Thaddeus stared at her. “Please tell me that isn’t loaded.”

She hiked up her chin. “It’s none of your business.”

“It is my business if you shoot a bleeding hole through your leg on accident.”

She raised her wrist, the bag dangling from it several shades darker than the pink of her underdress. “I put the ball and powder in my reticule.”

Not that her assurance seemed to quell Thaddeus’s sudden black mood. He gestured at her. “Put that thing away. If you try to shoot the fish, you’re like to leave a bigger hole than what we’ll have left to eat. Besides, it won’t do for you to waste our only shot.”

She rested the pistol on her knee and narrowed her eyes at him. “Oh? And you propose to do better?” She could have fetched the bow and arrow from the carriage, but instead she raised an imperious eyebrow. “Let me guess—a big brawny man like you is going to catch a fish for me with your bare hands.”

It was his turn to snort in incredulity. A smile teased the corners of his mouth. The look he gave her warmed her from the inside out. She curled her toes in her boots before remembering that she ought to keep her distance from him—emotional and physical.

“I’ll catch the fish with a stick, milady. I’ve done it often enough in my youth.”

She chuffed out a laugh. “Because you’re ancient.”

“I think I’ve got a fair more years on me than you.”

“I’m nineteen,” she said primly, suddenly feeling absurdly young.

“Seven and twenty,” he said triumphantly. With that, he pulled a branch from the ground and used his boot knife to sharpen the tip. Perdie watched him all the while, keeping a challenge in her eyes.

He caught not one fish, but five, on five separate sticks. She found herself entranced with the way his shoulders bunched before he struck with the makeshift spear. With each triumph, he presented the fish to her like a bouquet of roses. She didn’t squeal or turn away, though she did hold the flopping creatures at an angle away from her to preserve her skirts. When he caught the fifth, he turned to her with a look of such triumph in his eyes that it stole her breath. She felt like she was standing on the bridge with him again, her wrists clasped in his hands and their breaths near to mingling. She swallowed heavily, forcing down the feeling before he read it in her expression.
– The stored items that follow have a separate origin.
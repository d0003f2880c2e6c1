use tokio::net::TcpListener;
use tracing::info;

use crate::config::Config;
use crate::http::connection::Connection;
use crate::routes::{BatteryHandler, StaticHandler};

pub async fn bind(cfg: &Config) -> anyhow::Result<TcpListener> {
    let addr = cfg.listen_addr();
    let listener = TcpListener::bind(&addr)
        .await
        .map_err(|e| anyhow::anyhow!("failed to bind {}: {}", addr, e))?;
    info!("Listening on {}", listener.local_addr()?);
    Ok(listener)
}

/// Serves connections one at a time, forever.
///
/// Each connection is driven to completion before the next is accepted.
/// Failures on one connection are logged and do not stop the loop.
pub async fn serve<H>(listener: TcpListener, handlers: &H) -> anyhow::Result<()>
where
    H: BatteryHandler + StaticHandler + ?Sized,
{
    loop {
        let (socket, peer) = match listener.accept().await {
            Ok(accepted) => accepted,
            Err(e) => {
                tracing::error!("Accept failed: {}", e);
                continue;
            }
        };
        tracing::debug!(%peer, "Accepted connection");

        let mut conn = Connection::new(socket);
        if let Err(e) = conn.run(handlers).await {
            tracing::error!("Connection error from {}: {}", peer, e);
        }
    }
}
“Now let’s return. I’ll start a fire while Lionel cleans and guts these fishes.”

Perdie glanced at them. “Only five?”

“There are five of us.”

Her belly rumbled and she smiled sheepishly. “One fish each…that is half a course.”

“Given the size of these fishes, I would say at least two courses.” He grinned. “I will catch another for you.”

She pointed at a large fish moving swiftly through the water. “That big silver and blue one. Not the smaller ones clustered around him.”

He regarded her with amusement. “Why not? Anything else? The moon while I am at it?”